E&C Republican Leaders Press Biden EPA for Answers About Grants Awarded to Political Allies

Washington, D.C. — In a new letter to Environmental Protection Agency (EPA) Administrator Michael Reagan, House Energy and Commerce Committee Chair Cathy McMorris Rodgers (R-WA), Subcommittee on Oversight and Investigations Chair Morgan Griffith (R-VA), and Subcommittee on Environment, Manufacturing, and Critical Materials Chair Buddy Carter (R-GA), on behalf of the Oversight and Environment Subcommittee Republicans, are pressing for answers about the recently-awarded Greenhouse Gas Reduction Fund (GGRF) grants.  KEY LETTER EXCERPTS :  “As you know, the Committee has questioned how the Environmental Protection Agency (EPA) planned to distribute the $20 billion available to selected recipients under the new GGRF program, including the $14 billion for the National Clean Investment Fund (NCIF).
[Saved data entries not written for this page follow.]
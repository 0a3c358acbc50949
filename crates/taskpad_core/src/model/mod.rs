//! Task domain model.
//!
//! # Responsibility
//! - Define canonical data structures used by the store, persistence and
//!   renderer.
//!
//! # Invariants
//! - Every task is identified by a unique `TaskId`.
//! - Deletion is a hard delete; there is no tombstone state.

pub mod task;
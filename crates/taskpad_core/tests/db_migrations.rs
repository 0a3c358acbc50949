use rusqlite::Connection;
use taskpad_core::db::migrations::latest_version;
use taskpad_core::db::{open_db, open_db_in_memory, DbError};

#[test]
fn open_db_in_memory_applies_all_migrations() {
    let conn = open_db_in_memory().unwrap();

    assert_eq!(schema_version(&conn), latest_version());
    assert_table_exists(&conn, "slots");
}

#[test]
fn reopening_file_database_keeps_schema_and_data() {
    let dir = tempfile::tempdir().unwrap();
    let path = dir.path().join("taskpad.sqlite3");

    let conn = open_db(&path).unwrap();
    conn.execute(
        "INSERT INTO slots (key, value) VALUES ('simpleTasks', '[]');",
        [],
    )
    .unwrap();
    drop(conn);

    let conn = open_db(&path).unwrap();
    assert_eq!(schema_version(&conn), latest_version());
    let value: String = conn
        .query_row(
            "SELECT value FROM slots WHERE key = 'simpleTasks';",
            [],
            |row| row.get(0),
        )
        .unwrap();
    assert_eq!(value, "[]");
}

#[test]
fn opening_database_with_newer_schema_version_returns_error() {
    let dir = tempfile::tempdir().unwrap();
    let path = dir.path().join("future.sqlite3");

    let conn = Connection::open(&path).unwrap();
    conn.execute_batch("PRAGMA user_version = 999;").unwrap();
    drop(conn);

    match open_db(&path).unwrap_err() {
        DbError::UnsupportedSchemaVersion {
            db_version,
            latest_supported,
        } => {
            assert_eq!(db_version, 999);
            assert_eq!(latest_supported, latest_version());
        }
        other => panic!("unexpected error: {other}"),
    }
}

fn schema_version(conn: &Connection) -> u32 {
    conn.query_row("PRAGMA user_version;", [], |row| row.get(0))
        .unwrap()
}

fn assert_table_exists(conn: &Connection, table_name: &str) {
    let exists: i64 = conn
        .query_row(
            "SELECT EXISTS(SELECT 1 FROM sqlite_master WHERE type = 'table' AND name = ?1);",
            [table_name],
            |row| row.get(0),
        )
        .unwrap();
    assert_eq!(exists, 1, "expected table `{table_name}` to exist");
}
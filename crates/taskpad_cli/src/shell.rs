//! Terminal UI shell over `TaskApp`.
//!
//! # Responsibility
//! - Provide blocking alert/confirm prompts on a terminal.
//! - Parse interactive commands into `UiEvent` messages.
//! - Print the filtered list and stats after each cycle.

use std::io::{self, BufRead, Write};
use taskpad_core::{
    EventOutcome, Interaction, SlotRepository, Task, TaskApp, TaskFilter, TaskId, TaskStats,
    UiEvent, ViewSurface,
};

const SHORT_ID_CHARS: usize = 8;
const SHELL_HELP: &str = "commands: add <text> | toggle <id> | delete <id> | filter <all|completed|pending> | list | stats | help | quit";

/// Terminal prompts backed by any line reader and writer.
pub struct TerminalUi<I: BufRead, O: Write> {
    input: I,
    output: O,
    assume_yes: bool,
}

impl<I: BufRead, O: Write> TerminalUi<I, O> {
    pub fn new(input: I, output: O) -> Self {
        Self {
            input,
            output,
            assume_yes: false,
        }
    }

    /// Answers every confirmation with yes without prompting.
    pub fn set_assume_yes(&mut self, assume_yes: bool) {
        self.assume_yes = assume_yes;
    }

    /// Reads one line without its terminator; `None` at end of input.
    pub fn read_line(&mut self) -> io::Result<Option<String>> {
        let mut line = String::new();
        if self.input.read_line(&mut line)? == 0 {
            return Ok(None);
        }
        Ok(Some(line.trim_end_matches(['\r', '\n']).to_string()))
    }

    pub fn output(&mut self) -> &mut O {
        &mut self.output
    }
}

impl<I: BufRead, O: Write> Interaction for TerminalUi<I, O> {
    fn alert(&mut self, message: &str) {
        let _ = writeln!(self.output, "! {message}");
    }

    fn confirm(&mut self, message: &str) -> bool {
        if self.assume_yes {
            return true;
        }
        let _ = write!(self.output, "{message} [y/N] ");
        let _ = self.output.flush();
        match self.read_line() {
            Ok(Some(answer)) => matches!(answer.trim().to_ascii_lowercase().as_str(), "y" | "yes"),
            _ => false,
        }
    }
}

/// One parsed interactive command.
#[derive(Debug, Clone, PartialEq, Eq)]
pub enum ShellCommand {
    Add(String),
    Toggle(String),
    Delete(String),
    Filter(TaskFilter),
    List,
    Stats,
    Help,
    Quit,
}

/// Parses one interactive line. Blank lines yield `Ok(None)`.
pub fn parse_command(line: &str) -> Result<Option<ShellCommand>, String> {
    let line = line.trim();
    if line.is_empty() {
        return Ok(None);
    }
    let (verb, rest) = match line.split_once(char::is_whitespace) {
        Some((verb, rest)) => (verb, rest.trim()),
        None => (line, ""),
    };

    let command = match verb.to_ascii_lowercase().as_str() {
        // Blank text still reaches the app so the user gets the notice.
        "add" | "a" => ShellCommand::Add(rest.to_string()),
        "toggle" | "t" => ShellCommand::Toggle(require_arg(verb, rest)?),
        "delete" | "rm" => ShellCommand::Delete(require_arg(verb, rest)?),
        "filter" | "f" => ShellCommand::Filter(rest.parse().map_err(|err| format!("{err}"))?),
        "list" | "ls" => ShellCommand::List,
        "stats" => ShellCommand::Stats,
        "help" | "?" => ShellCommand::Help,
        "quit" | "exit" | "q" => ShellCommand::Quit,
        other => return Err(format!("unknown command `{other}`; type `help`")),
    };
    Ok(Some(command))
}

fn require_arg(verb: &str, rest: &str) -> Result<String, String> {
    if rest.is_empty() {
        return Err(format!("`{verb}` needs a task id"));
    }
    Ok(rest.to_string())
}

/// Resolves a typed id or unique prefix; unknown input passes through so
/// the app treats it as a lookup miss.
pub fn resolve_id<R: SlotRepository, V: ViewSurface>(app: &TaskApp<R, V>, typed: &str) -> TaskId {
    app.store()
        .resolve_id(typed)
        .unwrap_or_else(|| TaskId::from(typed.trim()))
}

/// Runs the interactive loop until `quit` or end of input.
pub fn run_shell<R, V, I, O>(
    app: &mut TaskApp<R, V>,
    ui: &mut TerminalUi<I, O>,
    mut after_cycle: impl FnMut(&TaskApp<R, V>),
) -> io::Result<()>
where
    R: SlotRepository,
    V: ViewSurface,
    I: BufRead,
    O: Write,
{
    writeln!(ui.output(), "{SHELL_HELP}")?;
    loop {
        write!(ui.output(), "> ")?;
        ui.output().flush()?;
        let Some(line) = ui.read_line()? else {
            return Ok(());
        };

        let command = match parse_command(&line) {
            Ok(Some(command)) => command,
            Ok(None) => continue,
            Err(message) => {
                writeln!(ui.output(), "{message}")?;
                continue;
            }
        };

        let event = match command {
            ShellCommand::Quit => return Ok(()),
            ShellCommand::Help => {
                writeln!(ui.output(), "{SHELL_HELP}")?;
                continue;
            }
            ShellCommand::List => {
                print_tasks(ui.output(), &app.filtered_view())?;
                continue;
            }
            ShellCommand::Stats => {
                print_stats(ui.output(), &taskpad_core::compute_stats(app.store().tasks()))?;
                continue;
            }
            ShellCommand::Add(text) => UiEvent::Add(text),
            ShellCommand::Toggle(id) => UiEvent::Toggle(resolve_id(app, &id)),
            ShellCommand::Delete(id) => UiEvent::Delete(resolve_id(app, &id)),
            ShellCommand::Filter(filter) => UiEvent::SetFilter(filter),
        };

        let outcome = app.dispatch(event, ui);
        report_outcome(ui.output(), &outcome)?;
        if changes_view(&outcome) {
            print_tasks(ui.output(), &app.filtered_view())?;
            after_cycle(app);
        }
    }
}

fn changes_view(outcome: &EventOutcome) -> bool {
    matches!(
        outcome,
        EventOutcome::Added(_)
            | EventOutcome::Toggled(_)
            | EventOutcome::Deleted(_)
            | EventOutcome::FilterChanged(_)
    )
}

/// Prints a one-line summary of a dispatched event.
pub fn report_outcome(out: &mut impl Write, outcome: &EventOutcome) -> io::Result<()> {
    match outcome {
        EventOutcome::Added(id) => writeln!(out, "added {}", short_id(id)),
        EventOutcome::Toggled(id) => writeln!(out, "toggled {}", short_id(id)),
        EventOutcome::Deleted(id) => writeln!(out, "deleted {}", short_id(id)),
        EventOutcome::FilterChanged(filter) => writeln!(out, "filter: {filter}"),
        // The alert already told the user; misses and declines stay quiet.
        EventOutcome::Rejected(_) | EventOutcome::Declined | EventOutcome::Ignored => Ok(()),
    }
}

pub fn print_tasks(out: &mut impl Write, tasks: &[&Task]) -> io::Result<()> {
    if tasks.is_empty() {
        return writeln!(out, "(no tasks)");
    }
    for task in tasks {
        let mark = if task.completed { 'x' } else { ' ' };
        writeln!(
            out,
            "[{mark}] {:<width$}  {}  ({})",
            short_id(&task.id),
            task.text,
            task.created_at.format("%Y-%m-%d %H:%M"),
            width = SHORT_ID_CHARS,
        )?;
    }
    Ok(())
}

pub fn print_stats(out: &mut impl Write, stats: &TaskStats) -> io::Result<()> {
    writeln!(
        out,
        "total={} completed={} pending={} progress={}",
        stats.total,
        stats.completed,
        stats.pending,
        stats.progress_width()
    )
}

fn short_id(id: &TaskId) -> String {
    id.as_str().chars().take(SHORT_ID_CHARS).collect()
}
Specifically, the Committee cited warnings that the EPA could use these large awards to subsidize favored organizations. At a January 30, 2024, Subcommittee on Oversight and Investigations hearing, Committee Chair Cathy McMorris Rodgers highlighted examples of former Biden administration officials and Democratic campaign staff in leadership roles of organizations vying for NCIF funding. Predictably, the EPA’s April 4, 2024, announcement of NCIF recipients confirmed our fears that this program would funnel taxpayer dollars to political allies.” [...] “Other individuals with ties to Democratic politics also lead organizations partnering with these recipients. While the EPA insists it had ethics rules and a fair competition policy in place, doling out billions of dollars to organizations led by politically connected individuals undermines public trust in the legitimacy of the federal financial awards process. It also furthers the concern that this program was created as an excuse to hand out funding to political allies.” The Chairs cited more than a dozen examples of politically connected leaders of organizations to which EPA plans to distribute billions of taxpayer dollars, and have requested a list of all of the nearly two dozen stakeholder meetings the EPA held in designing the program, including the dates, names of the individuals and organizations participating as well as any related minutes or memoranda by May 28, 2024. CLICK HERE to read the full letter. 



May 9, 2024
Press Release

E&C Republicans to HHS Secretary: What Law Requires You to Hide Sexual Abusers?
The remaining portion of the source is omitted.